DATASET ENTRIES Block Start

//! In-memory storage implementation for tests and volatile indexes.

use std::collections::{HashMap, HashSet};
use std::io::{Cursor, Read, Write};
use std::sync::Arc;

use parking_lot::Mutex;

use crate::error::Result;
use crate::storage::traits::{
    LockManager, Storage, StorageConfig, StorageError, StorageInput, StorageLock, StorageOutput,
};

type FileMap = Arc<Mutex<HashMap<String, Arc<[u8]>>>>;

/// An in-memory storage implementation.
///
/// Files live for the lifetime of the process. Contents are shared as
/// `Arc<[u8]>`, so opening an input never copies the file.
#[derive(Debug)]
pub struct MemoryStorage {
    files: FileMap,
    lock_manager: Arc<MemoryLockManager>,
    #[allow(dead_code)]
    config: StorageConfig,
}

impl MemoryStorage {
    /// Create a new memory storage.
    pub fn new(config: StorageConfig) -> Self {
        MemoryStorage {
            files: Arc::new(Mutex::new(HashMap::new())),
            lock_manager: Arc::new(MemoryLockManager::new()),
            config,
        }
    }

    /// Create a new memory storage with default configuration.
    pub fn new_default() -> Self {
        Self::new(StorageConfig::default())
    }

    /// Get the number of files stored.
    pub fn file_count(&self) -> usize {
        self.files.lock().len()
    }

    /// Get the total size of all files.
    pub fn total_size(&self) -> u64 {
        self.files.lock().values().map(|data| data.len() as u64).sum()
    }

    /// Overwrite a file's bytes directly. Used to simulate corruption in tests.
    #[doc(hidden)]
    pub fn put_raw(&self, name: &str, data: Vec<u8>) {
        self.files.lock().insert(name.to_string(), data.into());
    }

    /// Read a file's bytes directly.
    #[doc(hidden)]
    pub fn get_raw(&self, name: &str) -> Option<Vec<u8>> {
        self.files.lock().get(name).map(|data| data.to_vec())
    }
}

impl Storage for MemoryStorage {
    fn open_input(&self, name: &str) -> Result<Box<dyn StorageInput>> {
        let files = self.files.lock();
        let data = files
            .get(name)
            .ok_or_else(|| StorageError::FileNotFound(name.to_string()))?;

        Ok(Box::new(MemoryInput::new(Arc::clone(data))))
    }

    fn create_output(&self, name: &str) -> Result<Box<dyn StorageOutput>> {
        Ok(Box::new(MemoryOutput::new(
            name.to_string(),
            Arc::clone(&self.files),
        )))
    }

    fn file_exists(&self, name: &str) -> bool {
        self.files.lock().contains_key(name)
    }

    fn delete_file(&self, name: &str) -> Result<()> {
        self.files.lock().remove(name);
        Ok(())
    }

    fn list_files(&self) -> Result<Vec<String>> {
        let mut file_names: Vec<String> = self.files.lock().keys().cloned().collect();
        file_names.sort();
        Ok(file_names)
    }

    fn file_size(&self, name: &str) -> Result<u64> {
        let files = self.files.lock();
        let data = files
            .get(name)
            .ok_or_else(|| StorageError::FileNotFound(name.to_string()))?;

        Ok(data.len() as u64)
    }

    fn rename_file(&self, old_name: &str, new_name: &str) -> Result<()> {
        let mut files = self.files.lock();
        let data = files
            .remove(old_name)
            .ok_or_else(|| StorageError::FileNotFound(old_name.to_string()))?;

        files.insert(new_name.to_string(), data);
        Ok(())
    }

    fn sync(&self) -> Result<()> {
        Ok(())
    }

    fn lock_manager(&self) -> Arc<dyn LockManager> {
        self.lock_manager.clone()
    }
}

/// A memory-based input implementation.
#[derive(Debug)]
pub struct MemoryInput {
    cursor: Cursor<Arc<[u8]>>,
    size: u64,
}

impl MemoryInput {
    fn new(data: Arc<[u8]>) -> Self {
        let size = data.len() as u64;
        MemoryInput {
            cursor: Cursor::new(data),
            size,
        }
    }
}

impl Read for MemoryInput {
    fn read(&mut self, buf: &mut [u8]) -> std::io::Result<usize> {
        self.cursor.read(buf)
    }
}

impl StorageInput for MemoryInput {
    fn size(&self) -> Result<u64> {
        Ok(self.size)
    }
}

/// A memory-based output implementation.
///
/// Bytes are buffered locally and published to the file map on close.
#[derive(Debug)]
pub struct MemoryOutput {
    name: String,
    buffer: Vec<u8>,
    files: FileMap,
    closed: bool,
}

impl MemoryOutput {
    fn new(name: String, files: FileMap) -> Self {
        MemoryOutput {
            name,
            buffer: Vec::new(),
            files,
            closed: false,
        }
    }
}

impl Write for MemoryOutput {
    fn write(&mut self, buf: &[u8]) -> std::io::Result<usize> {
        if self.closed {
            return Err(std::io::Error::other("Output is closed"));
        }

        self.buffer.extend_from_slice(buf);
        Ok(buf.len())
    }

    fn flush(&mut self) -> std::io::Result<()> {
        Ok(())
    }
}

impl StorageOutput for MemoryOutput {
    fn flush_and_sync(&mut self) -> Result<()> {
        Ok(())
    }

    fn position(&self) -> u64 {
        self.buffer.len() as u64
    }

    fn close(&mut self) -> Result<()> {
        if !self.closed {
            let data = std::mem::take(&mut self.buffer);
            self.files.lock().insert(self.name.clone(), data.into());
            self.closed = true;
        }
        Ok(())
    }
}

impl Drop for MemoryOutput {
    fn drop(&mut self) {
        let _ = self.close();
    }
}

/// A memory-based lock manager.
#[derive(Debug)]
pub struct MemoryLockManager {
    held: Arc<Mutex<HashSet<String>>>,
}

impl MemoryLockManager {
    fn new() -> Self {
        MemoryLockManager {
            held: Arc::new(Mutex::new(HashSet::new())),
        }
    }
}

impl LockManager for MemoryLockManager {
    fn acquire_lock(&self, name: &str) -> Result<Box<dyn StorageLock>> {
        let mut held = self.held.lock();

        if !held.insert(name.to_string()) {
            return Err(StorageError::LockFailed(name.to_string()).into());
        }

        Ok(Box::new(MemoryLock {
            name: name.to_string(),
            held: Arc::clone(&self.held),
            released: false,
        }))
    }

    fn lock_exists(&self, name: &str) -> bool {
        self.held.lock().contains(name)
    }

    fn release_all(&self) -> Result<()> {
        self.held.lock().clear();
        Ok(())
    }
}

/// A lock held in a [`MemoryLockManager`].
#[derive(Debug)]
struct MemoryLock {
    name: String,
    held: Arc<Mutex<HashSet<String>>>,
    released: bool,
}

impl StorageLock for MemoryLock {
    fn name(&self) -> &str {
        &self.name
    }

    fn release(&mut self) -> Result<()> {
        if !self.released {
            self.held.lock().remove(&self.name);
            self.released = true;
        }
        Ok(())
    }

    fn is_valid(&self) -> bool {
        !self.released
    }
}

impl Drop for MemoryLock {
    fn drop(&mut self) {
        let _ = self.release();
    }
}

#[cfg(test)]
mod tests {
    use super::*;

    #[test]
    fn test_memory_storage_creation() {
        let storage = MemoryStorage::new_default();
        assert_eq!(storage.file_count(), 0);
        assert_eq!(storage.total_size(), 0);
    }

    #[test]
    fn test_create_and_read_file() {
        let storage = MemoryStorage::new_default();

        let mut output = storage.create_output("test.txt").unwrap();
        output.write_all(b"Hello, Memory!").unwrap();
        assert_eq!(output.position(), 14);
        output.close().unwrap();

        let mut input = storage.open_input("test.txt").unwrap();
        let mut buffer = Vec::new();
        input.read_to_end(&mut buffer).unwrap();

        assert_eq!(buffer, b"Hello, Memory!");
        assert_eq!(input.size().unwrap(), 14);
        assert_eq!(storage.file_count(), 1);
        assert_eq!(storage.total_size(), 14);
    }

    #[test]
    fn test_output_not_visible_until_closed() {
        let storage = MemoryStorage::new_default();

        let mut output = storage.create_output("pending").unwrap();
        output.write_all(b"abc").unwrap();
        assert!(!storage.file_exists("pending"));

        output.close().unwrap();
        assert!(storage.file_exists("pending"));
    }

    #[test]
    fn test_file_operations() {
        let storage = MemoryStorage::new_default();

        assert!(!storage.file_exists("nonexistent.txt"));

        let mut output = storage.create_output("test.txt").unwrap();
        output.write_all(b"Test content").unwrap();
        output.close().unwrap();

        assert!(storage.file_exists("test.txt"));
        assert_eq!(storage.file_size("test.txt").unwrap(), 12);
        assert_eq!(storage.list_files().unwrap(), vec!["test.txt"]);

        storage.rename_file("test.txt", "renamed.txt").unwrap();
        assert!(!storage.file_exists("test.txt"));
        assert!(storage.file_exists("renamed.txt"));

        storage.delete_file("renamed.txt").unwrap();
        assert!(!storage.file_exists("renamed.txt"));
        assert_eq!(storage.file_count(), 0);
    }

    #[test]
    fn test_temp_file_creation() {
        let storage = MemoryStorage::new_default();

        let (first, mut output) = storage.create_temp_output("commit").unwrap();
        output.write_all(b"x").unwrap();
        output.close().unwrap();

        let (second, _output) = storage.create_temp_output("commit").unwrap();
        assert_eq!(first, "commit_0.tmp");
        assert_eq!(second, "commit_1.tmp");
    }

    #[test]
    fn test_file_not_found() {
        let storage = MemoryStorage::new_default();

        assert!(storage.open_input("missing").is_err());
        assert!(storage.file_size("missing").is_err());
        assert!(storage.rename_file("missing", "other").is_err());
    }

    #[test]
    fn test_lock_is_exclusive_until_released() {
        let storage = MemoryStorage::new_default();
        let locks = storage.lock_manager();

        let mut lock = locks.acquire_lock("write").unwrap();
        assert!(lock.is_valid());
        assert_eq!(lock.name(), "write");
        assert!(locks.lock_exists("write"));
        assert!(locks.try_acquire_lock("write").unwrap().is_none());

        lock.release().unwrap();
        assert!(!lock.is_valid());
        assert!(!locks.lock_exists("write"));
        assert!(locks.try_acquire_lock("write").unwrap().is_some());
    }

    #[test]
    fn test_lock_released_on_drop() {
        let storage = MemoryStorage::new_default();
        let locks = storage.lock_manager();

        {
            let _lock = locks.acquire_lock("write").unwrap();
            assert!(locks.acquire_lock("write").unwrap_err().is_lock_failed());
        }

        assert!(locks.acquire_lock("write").is_ok());
    }
}
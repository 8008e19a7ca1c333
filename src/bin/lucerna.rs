//! Lucerna CLI binary.

use std::io::Write;
use std::process;

use clap::Parser;
use env_logger::Builder;
use log::LevelFilter;

use lucerna::cli::args::LucernaArgs;
use lucerna::cli::commands::execute_command;

fn main() {
    let args = LucernaArgs::parse();

    let log_level = match args.verbosity() {
        0 => LevelFilter::Error,
        1 => LevelFilter::Warn,
        2 => LevelFilter::Info,
        _ => LevelFilter::Debug,
    };

    Builder::new()
        .filter_level(log_level)
        .format(|buf, record| writeln!(buf, "[{}] {}", record.level(), record.args()))
        .init();

    if let Err(e) = execute_command(args) {
        eprintln!("Error: {e}");
        process::exit(1);
    }
}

DATASET ENTRIES Block End

* [WHAT THE EXERCISE ASKS] Each line of the data above that contains the string "renamed" should be counted; give only the total.

* [RESULT FOR THIS EXERCISE] 4